Below are the entries; count how many lines contain the word "this" and reply with that number alone.
*** Opening of Excerpted records ***
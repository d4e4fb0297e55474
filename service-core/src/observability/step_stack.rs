//! Request-scoped stack of traced steps.
//!
//! A [`StepStack`] is created once per inbound request. Every logical operation
//! pushes a frame (a child `tracing` span of the frame below it) and pops it when
//! it is done. Frames always terminate in LIFO order, and a failure recorded with
//! [`StepStack::fail`] closes exactly one frame.
//!
//! Prefer [`StepStack::enter`], which returns a [`Step`] guard that unwinds its
//! frame (and anything left above it) when it goes out of scope:
//!
//! ```ignore
//! let mut steps = StepStack::new("POST /authorize");
//! {
//!     let mut step = steps.enter("bank.grant_token");
//!     let token = match client.grant_token(&mut step).await {
//!         Ok(token) => token,
//!         Err(e) => return Err(step.fail(e)),
//!     };
//! } // frame closed here
//! ```

use std::fmt::Display;
use std::ops::{Deref, DerefMut};

use opentelemetry::trace::TraceContextExt;
use tracing::Span;
use tracing::field::Empty;
use tracing_opentelemetry::OpenTelemetrySpanExt;
use uuid::Uuid;

struct StepFrame {
    name: String,
    /// `None` once the frame has been ended.
    span: Option<Span>,
    /// OpenTelemetry context of the frame, kept after the span ends so that
    /// children can still be parented to it.
    context: opentelemetry::Context,
}

fn open_span(name: &str, parent: Option<&StepFrame>) -> Span {
    let step_span = |parent_span: &Span| {
        tracing::info_span!(
            parent: parent_span,
            "step",
            otel.name = %name,
            step = %name,
            otel.status_code = Empty,
            otel.status_message = Empty,
            error = Empty,
            upstream.request_id = Empty,
            upstream.status = Empty,
            upstream.response = Empty,
        )
    };

    match parent {
        Some(StepFrame {
            span: Some(parent_span),
            ..
        }) => step_span(parent_span),
        Some(StepFrame {
            span: None,
            context,
            ..
        }) => {
            let span = step_span(&Span::none());
            span.set_parent(context.clone());
            span
        }
        None => step_span(&Span::current()),
    }
}

pub struct StepStack {
    frames: Vec<StepFrame>,
    error: Option<String>,
    fallback_trace_id: String,
}

impl StepStack {
    /// Create the root frame as a child of the currently entered span (usually the
    /// `http_request` span opened by the trace layer).
    pub fn new(name: impl Into<String>) -> Self {
        let name = name.into();
        let span = open_span(&name, None);
        let context = span.context();

        tracing::debug!(step = %name, "-> stepping into");

        Self {
            frames: vec![StepFrame {
                name,
                span: Some(span),
                context,
            }],
            error: None,
            fallback_trace_id: Uuid::new_v4().simple().to_string(),
        }
    }

    /// Number of frames above the root. The root frame is depth 0.
    pub fn depth(&self) -> usize {
        self.frames.len().saturating_sub(1)
    }

    pub fn current_name(&self) -> &str {
        self.frames.last().map(|f| f.name.as_str()).unwrap_or("")
    }

    /// Span of the current frame, or a disabled span if the frame has been ended.
    pub fn current_span(&self) -> Span {
        self.frames
            .last()
            .and_then(|f| f.span.clone())
            .unwrap_or_else(Span::none)
    }

    /// OpenTelemetry context to propagate to any operation started from the
    /// current frame.
    pub fn current_context(&self) -> opentelemetry::Context {
        self.frames
            .last()
            .map(|f| f.context.clone())
            .unwrap_or_default()
    }

    /// Trace id reported to clients. Falls back to a per-request id when no
    /// OpenTelemetry tracer is installed.
    pub fn trace_id(&self) -> String {
        let context = self.current_context();
        let span = context.span();
        let span_context = span.span_context();

        if span_context.is_valid() {
            span_context.trace_id().to_string()
        } else {
            self.fallback_trace_id.clone()
        }
    }

    /// Last error recorded through [`fail`](Self::fail).
    pub fn error(&self) -> Option<&str> {
        self.error.as_deref()
    }

    /// Record a value on a field declared by step spans
    /// (`upstream.request_id`, `upstream.status`, `upstream.response`, `error`).
    pub fn record(&self, field: &str, value: impl tracing::Value) {
        if let Some(span) = self.frames.last().and_then(|f| f.span.as_ref()) {
            span.record(field, value);
        }
    }

    pub fn step_into(&mut self, name: impl Into<String>) {
        let name = name.into();
        let span = open_span(&name, self.frames.last());
        let context = span.context();

        tracing::debug!(
            step = %name,
            "{}-> stepping into",
            "| ".repeat(self.frames.len())
        );

        self.frames.push(StepFrame {
            name,
            span: Some(span),
            context,
        });
    }

    /// Close the current frame and make its parent current. At the root this is
    /// a no-op.
    pub fn step_back(&mut self) {
        if self.frames.len() <= 1 {
            tracing::debug!(step = %self.current_name(), "step back requested at root, ignoring");
            return;
        }

        if let Some(frame) = self.frames.pop() {
            tracing::debug!(
                step = %frame.name,
                "{}<- stepping back",
                "| ".repeat(self.frames.len())
            );
            drop(frame.span);
        }
    }

    /// Step back until the current frame is at `depth`.
    pub fn skip_back_to(&mut self, depth: usize) {
        while self.depth() > depth {
            self.step_back();
        }
    }

    /// Close the current frame's span without popping it.
    pub fn end(&mut self) {
        let indent = "| ".repeat(self.depth());
        if let Some(frame) = self.frames.last_mut()
            && let Some(span) = frame.span.take()
        {
            tracing::debug!(step = %frame.name, "{}* ending", indent);
            drop(span);
        }
    }

    /// Open a scoped step. The frame is closed when the returned guard drops.
    pub fn enter(&mut self, name: impl Into<String>) -> Step<'_> {
        self.step_into(name);
        let depth = self.depth();
        Step { stack: self, depth }
    }

    /// Record `err` on the current frame, mark it as failed, end it, store the
    /// error and step back one level. Returns `err` so callers can propagate it.
    pub fn fail<E: Display>(&mut self, err: E) -> E {
        let message = err.to_string();

        if let Some(span) = self.frames.last().and_then(|f| f.span.as_ref()) {
            span.record("otel.status_code", "ERROR");
            span.record("otel.status_message", message.as_str());
            span.record("error", message.as_str());
        }

        tracing::warn!(
            step = %self.current_name(),
            trace_id = %self.trace_id(),
            error = %message,
            "step failed"
        );

        self.end();
        self.error = Some(message);
        self.step_back();
        err
    }

    /// Formatted convenience form of [`fail`](Self::fail).
    pub fn fail_message(&mut self, message: impl Into<String>) -> String {
        self.fail(message.into())
    }

    /// Fail after attaching the upstream status and raw body to the current frame.
    /// The body stays in the trace and is never part of the returned error.
    pub fn fail_upstream<E: Display>(&mut self, status: u16, body: &str, err: E) -> E {
        self.record("upstream.status", status);
        self.record("upstream.response", body);
        self.fail(err)
    }
}

impl Drop for StepStack {
    fn drop(&mut self) {
        self.skip_back_to(0);
        self.end();
    }
}

/// Guard returned by [`StepStack::enter`].
pub struct Step<'a> {
    stack: &'a mut StepStack,
    depth: usize,
}

impl Step<'_> {
    /// Fail this step, closing any frames still open above it first.
    pub fn fail<E: Display>(self, err: E) -> E {
        if self.stack.depth() >= self.depth {
            self.stack.skip_back_to(self.depth);
            self.stack.fail(err)
        } else {
            self.stack.error = Some(err.to_string());
            err
        }
    }
}

impl Deref for Step<'_> {
    type Target = StepStack;

    fn deref(&self) -> &StepStack {
        self.stack
    }
}

impl DerefMut for Step<'_> {
    fn deref_mut(&mut self) -> &mut StepStack {
        self.stack
    }
}

impl Drop for Step<'_> {
    fn drop(&mut self) {
        if self.stack.depth() >= self.depth {
            self.stack.skip_back_to(self.depth - 1);
        }
    }
}

#[cfg(test)]
mod tests {
    use super::*;
    use std::fmt;
    use std::sync::{Arc, Mutex};
    use tracing::field::{Field, Visit};
    use tracing::span::{Attributes, Id};
    use tracing::Subscriber;
    use tracing_subscriber::layer::{Context, Layer, SubscriberExt};
    use tracing_subscriber::registry::LookupSpan;

    struct StepName(String);

    #[derive(Default)]
    struct StepVisitor(Option<String>);

    impl Visit for StepVisitor {
        fn record_debug(&mut self, field: &Field, value: &dyn fmt::Debug) {
            if field.name() == "step" {
                self.0 = Some(format!("{:?}", value));
            }
        }

        fn record_str(&mut self, field: &Field, value: &str) {
            if field.name() == "step" {
                self.0 = Some(value.to_string());
            }
        }
    }

    /// Records the name of every step span in the order it closes.
    #[derive(Clone, Default)]
    struct ClosedSteps(Arc<Mutex<Vec<String>>>);

    impl ClosedSteps {
        fn names(&self) -> Vec<String> {
            self.0.lock().unwrap().clone()
        }
    }

    impl<S> Layer<S> for ClosedSteps
    where
        S: Subscriber + for<'a> LookupSpan<'a>,
    {
        fn on_new_span(&self, attrs: &Attributes<'_>, id: &Id, ctx: Context<'_, S>) {
            let mut visitor = StepVisitor::default();
            attrs.record(&mut visitor);
            if let (Some(name), Some(span)) = (visitor.0, ctx.span(id)) {
                span.extensions_mut().insert(StepName(name));
            }
        }

        fn on_close(&self, id: Id, ctx: Context<'_, S>) {
            if let Some(span) = ctx.span(&id)
                && let Some(name) = span.extensions().get::<StepName>()
            {
                self.0.lock().unwrap().push(name.0.clone());
            }
        }
    }

    fn with_closed_steps(f: impl FnOnce()) -> Vec<String> {
        let closed = ClosedSteps::default();
        let subscriber = tracing_subscriber::registry().with(closed.clone());
        tracing::subscriber::with_default(subscriber, f);
        closed.names()
    }

    #[test]
    fn test_balanced_steps_return_to_root() {
        let closed = with_closed_steps(|| {
            let mut stack = StepStack::new("root");
            stack.step_into("a");
            stack.step_into("b");
            assert_eq!(stack.depth(), 2);
            assert_eq!(stack.current_name(), "b");
            stack.step_back();
            stack.step_into("c");
            stack.step_back();
            stack.step_back();

            assert_eq!(stack.depth(), 0);
            assert_eq!(stack.current_name(), "root");
        });

        assert_eq!(closed, vec!["b", "c", "a", "root"]);
    }

    #[test]
    fn test_step_back_at_root_is_noop() {
        let closed = with_closed_steps(|| {
            let mut stack = StepStack::new("root");
            stack.step_back();
            stack.step_back();

            assert_eq!(stack.depth(), 0);
            assert_eq!(stack.current_name(), "root");
            assert!(stack.error().is_none());
        });

        assert_eq!(closed, vec!["root"]);
    }

    #[test]
    fn test_skip_back_to_depth() {
        let closed = with_closed_steps(|| {
            let mut stack = StepStack::new("root");
            stack.step_into("a");
            stack.step_into("b");
            stack.step_into("c");
            stack.skip_back_to(1);

            assert_eq!(stack.depth(), 1);
            assert_eq!(stack.current_name(), "a");
        });

        assert_eq!(closed, vec!["c", "b", "a", "root"]);
    }

    #[test]
    fn test_fail_unwinds_one_level() {
        let closed = with_closed_steps(|| {
            let mut stack = StepStack::new("root");
            stack.step_into("a");
            stack.step_into("b");

            let err = stack.fail_message(format!("boom {}", 42));

            assert_eq!(err, "boom 42");
            assert_eq!(stack.error(), Some("boom 42"));
            assert_eq!(stack.depth(), 1);
            assert_eq!(stack.current_name(), "a");
        });

        assert_eq!(closed, vec!["b", "a", "root"]);
    }

    #[test]
    fn test_guard_unwinds_on_early_return() {
        fn work(stack: &mut StepStack) -> Result<(), String> {
            let mut step = stack.enter("outer");
            step.step_into("inner");
            step.step_into("innermost");
            Err("left without stepping back".to_string())
        }

        let closed = with_closed_steps(|| {
            let mut stack = StepStack::new("root");
            assert!(work(&mut stack).is_err());
            assert_eq!(stack.depth(), 0);
        });

        assert_eq!(closed, vec!["innermost", "inner", "outer", "root"]);
    }

    #[test]
    fn test_guard_fail_closes_frames_above_it() {
        let closed = with_closed_steps(|| {
            let mut stack = StepStack::new("root");
            {
                let mut step = stack.enter("flow");
                step.step_into("upstream");
                let err = step.fail("upstream down");
                assert_eq!(err, "upstream down");
            }

            assert_eq!(stack.depth(), 0);
            assert_eq!(stack.error(), Some("upstream down"));
        });

        assert_eq!(closed, vec!["upstream", "flow", "root"]);
    }

    #[test]
    fn test_end_then_step_into_child() {
        let closed = with_closed_steps(|| {
            let mut stack = StepStack::new("root");
            stack.step_into("a");
            stack.end();
            assert!(stack.current_span().is_none());

            stack.step_into("b");
            assert_eq!(stack.depth(), 2);
            assert!(!stack.current_span().is_none());
            stack.skip_back_to(0);
        });

        assert_eq!(closed, vec!["a", "b", "root"]);
    }

    #[test]
    fn test_drop_closes_all_frames_in_order() {
        let closed = with_closed_steps(|| {
            let mut stack = StepStack::new("root");
            stack.step_into("a");
            stack.step_into("b");
        });

        assert_eq!(closed, vec!["b", "a", "root"]);
    }

    #[test]
    fn test_trace_id_fallback_is_stable() {
        let stack = StepStack::new("root");
        let first = stack.trace_id();

        assert_eq!(first.len(), 32);
        assert_eq!(first, stack.trace_id());
    }
}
*** Close of Excerpted records ***
_Result below_
2